This review may contain spoilers
Love does mean saying you are sorry
The synopsis for Romang sounded romantic, bittersweet, and heartwarming. Before I watched this movie I read comment after comment about how it made people ugly cry. This movie made me angrier than it did sad. And I found it more bitter than sweet. More heartbreaking than heartwarming. It might be more apt to say it's about a family that in their response to a tragedy years ago, lost the ability to love and laugh and became locked into a terrible dysfunctional cycle.The father was a taxi driver who was cold, angry, selfish and unapologetic. The mother worked as a hairdresser out of their home, usually on the roof, and either absent-mindedly or passive-aggressively neglected to do the things her husband expected and demanded. Their son who lived with them along with his wife and daughter couldn't hold down a job. The home bristled with resentment and lost dreams.
When the mother was diagnosed with dementia, the little family initially exploded. By the time the movie caught up with the synopsis, I was beyond caring about any of them. Also, at that point, it stretched credulity in the way dementia was portrayed, or at least compared with the experiences in my extended family. The emotional U-turn of the father nearly gave me whiplash.

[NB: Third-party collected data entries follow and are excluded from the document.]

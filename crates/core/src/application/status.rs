// Job Status Tracker - read-only projection over queue state

use crate::application::events::JobEvents;
use crate::application::worker::constants::STATUS_POLL_INTERVAL;
use crate::domain::{
    CourseId, EnrollmentJob, EnrollmentOutcome, JobFailure, JobId, JobState, StudentId,
};
use crate::error::{AppError, Result};
use crate::port::JobQueue;
use serde::{Deserialize, Serialize};
use std::sync::Arc;
use std::time::Duration;
use tokio::sync::broadcast::error::RecvError;
use tokio::time::{sleep, Instant};

/// What a polling client sees for one job
#[derive(Debug, Clone, PartialEq, Serialize, Deserialize)]
pub struct JobStatus {
    pub job_id: JobId,
    pub student_id: StudentId,
    pub course_id: CourseId,
    pub state: JobState,
    pub attempts: i32,
    pub max_attempts: i32,
    pub enqueued_at: i64,
    pub finished_at: Option<i64>,
    pub correlation_id: Option<String>,
    /// Claimable jobs ahead of this one (waiting jobs only)
    pub jobs_ahead: Option<i64>,
    /// Final enrollment status (completed jobs only)
    pub outcome: Option<EnrollmentOutcome>,
    /// Failure reason (failed jobs only)
    pub failure: Option<JobFailure>,
    pub last_error: Option<String>,
}

impl JobStatus {
    fn from_job(job: EnrollmentJob, jobs_ahead: Option<i64>) -> Self {
        Self {
            job_id: job.id,
            student_id: job.student_id,
            course_id: job.course_id,
            state: job.state,
            attempts: job.attempts,
            max_attempts: job.max_attempts,
            enqueued_at: job.enqueued_at,
            finished_at: job.finished_at,
            correlation_id: job.correlation_id,
            jobs_ahead,
            outcome: job.outcome,
            failure: job.failure,
            last_error: job.last_error,
        }
    }

    pub fn is_terminal(&self) -> bool {
        self.state.is_terminal()
    }
}

pub struct JobStatusTracker {
    queue: Arc<dyn JobQueue>,
    events: JobEvents,
}

impl JobStatusTracker {
    pub fn new(queue: Arc<dyn JobQueue>, events: JobEvents) -> Self {
        Self { queue, events }
    }

    pub async fn get_status(&self, job_id: &str) -> Result<JobStatus> {
        let job = self
            .queue
            .find_by_id(job_id)
            .await?
            .ok_or_else(|| AppError::NotFound(format!("Job {} not found", job_id)))?;

        let jobs_ahead = if job.state == JobState::Waiting {
            Some(self.queue.count_ahead(&job).await?)
        } else {
            None
        };
        Ok(JobStatus::from_job(job, jobs_ahead))
    }

    /// Wait until the job is completed or failed, or `timeout` elapses
    ///
    /// Returns the latest status either way; callers check `is_terminal`.
    /// Wakes on lifecycle events and also re-reads the queue periodically,
    /// so jobs finished by another process are noticed too.
    pub async fn wait_for_terminal(&self, job_id: &str, timeout: Duration) -> Result<JobStatus> {
        let mut rx = self.events.subscribe();
        let deadline = Instant::now() + timeout;

        loop {
            let status = self.get_status(job_id).await?;
            if status.is_terminal() || Instant::now() >= deadline {
                return Ok(status);
            }

            let wait = STATUS_POLL_INTERVAL.min(deadline.saturating_duration_since(Instant::now()));
            tokio::select! {
                event = rx.recv() => match event {
                    Ok(_) | Err(RecvError::Lagged(_)) => {}
                    Err(RecvError::Closed) => sleep(wait).await,
                },
                _ = sleep(wait) => {}
            }
        }
    }
}
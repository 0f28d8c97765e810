// Port Layer - Interfaces for external dependencies

pub mod id_provider; // For deterministic testing
pub mod job_queue;
pub mod time_provider;
pub mod transaction;

// Re-exports
pub use id_provider::IdProvider;
pub use job_queue::JobQueue;
pub use time_provider::TimeProvider;
pub use transaction::{EnrollmentStore, EnrollmentTransaction, Transaction};
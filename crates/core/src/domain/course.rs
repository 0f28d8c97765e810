// Course Offering Domain Model

use super::error::{DomainError, Result};
use chrono::{NaiveTime, Weekday};
use serde::{Deserialize, Serialize};
use std::str::FromStr;

/// Course offering identifier
pub type CourseId = i64;

/// Student identifier
pub type StudentId = i64;

const TIME_FORMAT: &str = "%H:%M";

/// Course offering status
#[derive(Debug, Clone, Copy, PartialEq, Eq, Serialize, Deserialize)]
#[serde(rename_all = "SCREAMING_SNAKE_CASE")]
pub enum CourseStatus {
    Active,
    Full,
    Inactive,
}

impl std::fmt::Display for CourseStatus {
    fn fmt(&self, f: &mut std::fmt::Formatter<'_>) -> std::fmt::Result {
        match self {
            CourseStatus::Active => write!(f, "ACTIVE"),
            CourseStatus::Full => write!(f, "FULL"),
            CourseStatus::Inactive => write!(f, "INACTIVE"),
        }
    }
}

impl FromStr for CourseStatus {
    type Err = DomainError;

    fn from_str(s: &str) -> Result<Self> {
        match s {
            "ACTIVE" => Ok(CourseStatus::Active),
            "FULL" => Ok(CourseStatus::Full),
            "INACTIVE" => Ok(CourseStatus::Inactive),
            other => Err(DomainError::UnknownVariant {
                kind: "course status",
                value: other.to_string(),
            }),
        }
    }
}

/// Weekly meeting slot, half-open `[start, end)`
#[derive(Debug, Clone, Copy, PartialEq, Eq, Serialize, Deserialize)]
pub struct TimeSlot {
    pub day: Weekday,
    pub start: NaiveTime,
    pub end: NaiveTime,
}

impl TimeSlot {
    pub fn new(day: Weekday, start: NaiveTime, end: NaiveTime) -> Result<Self> {
        if start >= end {
            return Err(DomainError::InvalidTimeSlot(format!(
                "start {} must be before end {}",
                start.format(TIME_FORMAT),
                end.format(TIME_FORMAT)
            )));
        }
        Ok(Self { day, start, end })
    }

    /// Parse `("Mon", "09:00", "10:30")` style values as stored in the catalog
    pub fn parse(day: &str, start: &str, end: &str) -> Result<Self> {
        let day = Weekday::from_str(day.trim())
            .map_err(|_| DomainError::InvalidTimeSlot(format!("unknown day '{}'", day)))?;
        let start = parse_time(start)?;
        let end = parse_time(end)?;
        Self::new(day, start, end)
    }

    pub fn start_str(&self) -> String {
        self.start.format(TIME_FORMAT).to_string()
    }

    pub fn end_str(&self) -> String {
        self.end.format(TIME_FORMAT).to_string()
    }
}

impl std::fmt::Display for TimeSlot {
    fn fmt(&self, f: &mut std::fmt::Formatter<'_>) -> std::fmt::Result {
        write!(f, "{} {}-{}", self.day, self.start_str(), self.end_str())
    }
}

fn parse_time(raw: &str) -> Result<NaiveTime> {
    let raw = raw.trim();
    NaiveTime::parse_from_str(raw, TIME_FORMAT)
        .or_else(|_| NaiveTime::parse_from_str(raw, "%H:%M:%S"))
        .map_err(|_| DomainError::InvalidTimeSlot(format!("invalid time '{}'", raw)))
}

/// Course offering as seen by the enrollment engine
#[derive(Debug, Clone, PartialEq, Eq, Serialize, Deserialize)]
pub struct CourseOffering {
    pub id: CourseId,
    pub code: String,
    pub title: String,
    /// Academic term, e.g. `2026-FALL`
    pub term: String,
    pub credits: i32,
    pub max_capacity: i32,
    pub current_enrollment: i32,
    /// Optimistic-lock token, bumped by exactly 1 on every seat mutation
    pub version: i64,
    pub status: CourseStatus,
    pub prerequisites: Vec<String>,
    pub time_slots: Vec<TimeSlot>,
}

impl CourseOffering {
    pub fn is_full(&self) -> bool {
        self.current_enrollment >= self.max_capacity
    }

    pub fn is_inactive(&self) -> bool {
        self.status == CourseStatus::Inactive
    }

    pub fn available_seats(&self) -> i32 {
        (self.max_capacity - self.current_enrollment).max(0)
    }

    /// Compute the seat mutation for `delta` (+1 take a seat, -1 release one)
    ///
    /// The result carries the version the caller must still observe for the
    /// compare-and-swap to apply.
    pub fn seat_change(&self, delta: i32) -> Result<SeatChange> {
        let new_enrollment = self.current_enrollment + delta;
        if new_enrollment > self.max_capacity {
            return Err(DomainError::CapacityViolation {
                course_id: self.id,
                reason: format!(
                    "{} enrolled would exceed capacity {}",
                    new_enrollment, self.max_capacity
                ),
            });
        }
        if new_enrollment < 0 {
            return Err(DomainError::CapacityViolation {
                course_id: self.id,
                reason: "enrollment count cannot go below zero".to_string(),
            });
        }

        let new_status = match self.status {
            CourseStatus::Inactive => CourseStatus::Inactive,
            _ if new_enrollment >= self.max_capacity => CourseStatus::Full,
            _ => CourseStatus::Active,
        };

        Ok(SeatChange {
            course_id: self.id,
            expected_version: self.version,
            new_version: self.version + 1,
            new_enrollment,
            new_status,
        })
    }

    /// Apply a committed seat change to this in-memory copy
    pub fn apply(&mut self, change: &SeatChange) {
        self.current_enrollment = change.new_enrollment;
        self.version = change.new_version;
        self.status = change.new_status;
    }
}

/// Parse the catalog's comma-separated prerequisite list
pub fn parse_prerequisites(raw: &str) -> Vec<String> {
    raw.split(',')
        .map(str::trim)
        .filter(|code| !code.is_empty())
        .map(str::to_string)
        .collect()
}

/// A conditional seat-count update: applies only while `version == expected_version`
#[derive(Debug, Clone, PartialEq, Eq)]
pub struct SeatChange {
    pub course_id: CourseId,
    pub expected_version: i64,
    pub new_version: i64,
    pub new_enrollment: i32,
    pub new_status: CourseStatus,
}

A seasoned cast gave admirable performances full of emotion and pathos. The OST was beautiful as well. For me, the uneven writing let me down right to the bitter end. I'm all for a good tear jerker or even a melancholy slice of life, somehow this one managed to miss all the right steps for me by abruptly changing mood and not giving good reasons for characters' changing behaviors unrelated to their diseases And contrary to what Ali MacGraw said in Love Story (1970-"Love means never having to say you are sorry"), love does mean saying you're sorry.